Guettarda speciosa L. (Rubiaceae) is a perennial shrub or small tree, which grows in coastal habitats in tropical areas. This species is the only representative of the genus Guettarda L. in the Philippines [1]. The genus is widely distributed from East Africa to South and Southeast Asia and the South Pacific [2]. It is regarded as a medicinal plant used in traditional folk medicine for treating postpartum infection, cough, cold, sore throat, dysentery, fever, boils, wounds, epilepsy, and headache [3,4,5,6]. In African medicinal plants, the flower decoction was combined with Ocimum americanum L. and O. gratissimum L. to treat malaria, while the roots are used for diarrhea (decoction), rheumatism (rubdown on articulations), and pelvic pain (massage) [7]. These traditional folkloric claims were corroborated by pharmacological studies including the antiepileptic activity of the inner bark extract from India [5] and the anti-inflammatory activity in murine macrophages of the methanolic extract from Indonesia [8]. Phytochemical analysis has elaborated the presence of iridoids and their glucosides, phenolics, glycerol derivatives, steroids, triterpenoids [9,10], and fatty acids [11]. There is limited information on the biological activities and chemical constituents associated with G. speciosa.
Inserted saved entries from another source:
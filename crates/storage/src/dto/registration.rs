use chrono::{NaiveDate, NaiveDateTime, NaiveTime};
use serde::{Deserialize, Serialize};
use sqlx::FromRow;
use utoipa::ToSchema;
use uuid::Uuid;

/// Request payload for registering an athlete for an event
#[derive(Debug, Clone, Serialize, Deserialize, ToSchema)]
pub struct RegisterRequest {
    pub athlete_id: Uuid,
}

/// Response for a created registration
#[derive(Debug, Clone, Serialize, Deserialize, ToSchema)]
pub struct RegistrationResponse {
    pub registration_id: Uuid,
    pub event_id: Uuid,
    pub athlete_id: Uuid,
    pub registered_at: NaiveDateTime,
    pub status: String,
}

/// One row of an athlete's registration history: the event joined with
/// the registration stamp.
#[derive(Debug, Clone, Serialize, Deserialize, FromRow, ToSchema)]
pub struct AthleteRegistrationResponse {
    pub event_id: Uuid,
    pub title: String,
    pub description: Option<String>,
    pub event_date: NaiveDate,
    pub event_time: Option<NaiveTime>,
    pub venue: String,
    pub city: String,
    pub category: String,
    pub eligibility: Option<String>,
    pub rules: Option<String>,
    pub requirements: Option<String>,
    pub registration_deadline: Option<NaiveDate>,
    pub max_participants: Option<i32>,
    pub contact_email: Option<String>,
    pub contact_phone: Option<String>,
    pub image_url: Option<String>,
    pub status: String,
    pub registered_at: NaiveDateTime,
    pub registration_status: String,
}

impl From<crate::models::Registration> for RegistrationResponse {
    fn from(registration: crate::models::Registration) -> Self {
        Self {
            registration_id: registration.registration_id,
            event_id: registration.event_id,
            athlete_id: registration.athlete_id,
            registered_at: registration.registered_at,
            status: registration.status,
        }
    }
}
use chrono::NaiveDateTime;
use serde::{Deserialize, Serialize};
use sqlx::FromRow;
use utoipa::ToSchema;
use uuid::Uuid;

/// Links one athlete to one event; at most one row per pair, enforced by
/// the store's uniqueness constraint.
#[derive(Debug, Clone, Serialize, Deserialize, FromRow, ToSchema)]
pub struct Registration {
    pub registration_id: Uuid,
    pub event_id: Uuid,
    pub athlete_id: Uuid,
    pub registered_at: NaiveDateTime,
    pub status: String,
}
To address this gap, and in the interest of searching for medicinal Rubiaceae plants from the Philippines with potential anti-inflammatory and anti-neurodegenerative activities [12,13,14,15], we herein describe the acute toxicity, cyclooxygenase inhibition, and anti-amyloidogenic activity of the extracts of G. speciosa.

2. Results

2.1. Acute Oral Toxicity

No death was observed among the animals over the 14-day period. Hence, assessment of the acute oral toxicity indicated that the G. speciosa MeOH (GSM) extract was safe and nontoxic up to 2000 mg/kg following the Organization for Economic Co-operation and Development (OECD) 425 guidelines. Prominent signs of toxicity and abnormalities were also not observed. Moreover, the post toxicity and gross necropsy study showed that all vital organs, such as the liver, kidneys, and stomach, were comparable to the control group as indicated in the histopathological results (Figure 1) analyzed by a licensed veterinarian.

Figure 1

Histopathological examination of (a) liver, (b) left kidney, (c) right kidney, and (d) stomach in normal and G. speciosa extract-treated (GSM) groups. No significant changes were observed in the examined vital organs of the GSM-treated groups when compared to the normal control group.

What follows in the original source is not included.